(Saved data entries)
****************
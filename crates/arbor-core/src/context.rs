//! Context slots: tree-scoped bindings.
//!
//! A [`ContextSlot`] is a typed key. A provider view binds a value to the
//! slot for its children, and any descendant component reads the nearest
//! binding through [`Scope::consume`](crate::Scope::consume) without the
//! value being passed through the components in between.
//!
//! Bindings are kept in a persistent list ([`ContextEnv`]) that the runtime
//! stores next to every node, so re-evaluating a subtree sees exactly the
//! bindings it saw when it was first mounted.
//!
//! ## Example
//!
//! ```ignore
//! use arbor_core::{ContextSlot, View};
//! use std::sync::LazyLock;
//!
//! static THEME: LazyLock<ContextSlot<String>> =
//!     LazyLock::new(|| ContextSlot::with_default("Theme", || "light".to_string()));
//!
//! fn app() -> View {
//!     THEME.provide("dark".to_string(), [View::component("Toolbar", |cx| {
//!         let theme = cx.consume(&THEME)?;
//!         Ok(View::text(format!("theme: {}", theme)))
//!     })])
//! }
//! ```

use crate::node::NodeId;
use crate::view::{IntoView, ProviderView, View};
use std::any::Any;
use std::fmt;
use std::marker::PhantomData;
use std::rc::Rc;
use std::sync::atomic::{AtomicU64, Ordering};

static NEXT_SLOT_ID: AtomicU64 = AtomicU64::new(1);

/// Identity of a declared context slot.
#[derive(Debug, Clone, Copy, PartialEq, Eq, Hash, PartialOrd, Ord)]
pub struct SlotId(u64);

/// A typed context key.
///
/// Slots are cheap to copy and can be declared in a `static` through
/// `LazyLock`. The optional default is a function so that the slot itself
/// stays `Send + Sync` whatever `T` is.
pub struct ContextSlot<T> {
	id: SlotId,
	name: &'static str,
	default: Option<fn() -> T>,
	_marker: PhantomData<fn() -> T>,
}

impl<T> Clone for ContextSlot<T> {
	fn clone(&self) -> Self {
		*self
	}
}

impl<T> Copy for ContextSlot<T> {}

impl<T> fmt::Debug for ContextSlot<T> {
	fn fmt(&self, f: &mut fmt::Formatter<'_>) -> fmt::Result {
		f.debug_struct("ContextSlot")
			.field("id", &self.id)
			.field("name", &self.name)
			.field("has_default", &self.default.is_some())
			.finish()
	}
}

impl<T: Clone + 'static> ContextSlot<T> {
	/// Declares a slot without a default value.
	pub fn new(name: &'static str) -> Self {
		Self {
			id: SlotId(NEXT_SLOT_ID.fetch_add(1, Ordering::Relaxed)),
			name,
			default: None,
			_marker: PhantomData,
		}
	}

	/// Declares a slot whose consumers fall back to `default` when no
	/// provider encloses them.
	pub fn with_default(name: &'static str, default: fn() -> T) -> Self {
		Self {
			default: Some(default),
			..Self::new(name)
		}
	}

	/// Returns the slot identity.
	pub fn id(&self) -> SlotId {
		self.id
	}

	/// Returns the debug name.
	pub fn name(&self) -> &'static str {
		self.name
	}

	/// Returns the default value, if one was declared.
	pub fn default_value(&self) -> Option<T> {
		self.default.map(|f| f())
	}

	/// Binds `value` for `children` and everything below them.
	///
	/// The component that returns this view does not see the binding itself.
	pub fn provide(&self, value: T, children: impl IntoIterator<Item = impl IntoView>) -> View {
		View::Provider(ProviderView {
			slot: self.id,
			slot_name: self.name,
			value: Rc::new(value),
			children: children.into_iter().map(|c| c.into_view()).collect(),
		})
	}
}

/// One binding in the persistent list.
struct Binding {
	slot: SlotId,
	value: Rc<dyn Any>,
	provider: NodeId,
	next: Option<Rc<Binding>>,
}

/// Persistent list of bindings visible at a point in the tree.
///
/// Cloning is O(1); binding a new value shares the tail with the parent
/// environment.
#[derive(Clone, Default)]
pub(crate) struct ContextEnv {
	head: Option<Rc<Binding>>,
}

impl fmt::Debug for ContextEnv {
	fn fmt(&self, f: &mut fmt::Formatter<'_>) -> fmt::Result {
		let mut list = f.debug_list();
		let mut cursor = self.head.as_deref();
		while let Some(binding) = cursor {
			list.entry(&(binding.slot, binding.provider));
			cursor = binding.next.as_deref();
		}
		list.finish()
	}
}

impl ContextEnv {
	/// Returns a new environment with `value` bound on top of `self`.
	pub(crate) fn bind(&self, slot: SlotId, value: Rc<dyn Any>, provider: NodeId) -> Self {
		Self {
			head: Some(Rc::new(Binding {
				slot,
				value,
				provider,
				next: self.head.clone(),
			})),
		}
	}

	/// Finds the innermost binding for `slot`.
	pub(crate) fn lookup(&self, slot: SlotId) -> Option<(&Rc<dyn Any>, NodeId)> {
		let mut cursor = self.head.as_deref();
		while let Some(binding) = cursor {
			if binding.slot == slot {
				return Some((&binding.value, binding.provider));
			}
			cursor = binding.next.as_deref();
		}
		None
	}
}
****************
● TASK OBJECTIVE:
Scan the entries for lines holding the string "list", then copy every one of them.

● SOLVED PROBLEM:
//! Bindings are kept in a persistent list ([`ContextEnv`]) that the runtime
/// One binding in the persistent list.
/// Persistent list of bindings visible at a point in the tree.
		let mut list = f.debug_list();
			list.entry(&(binding.slot, binding.provider));
		list.finish()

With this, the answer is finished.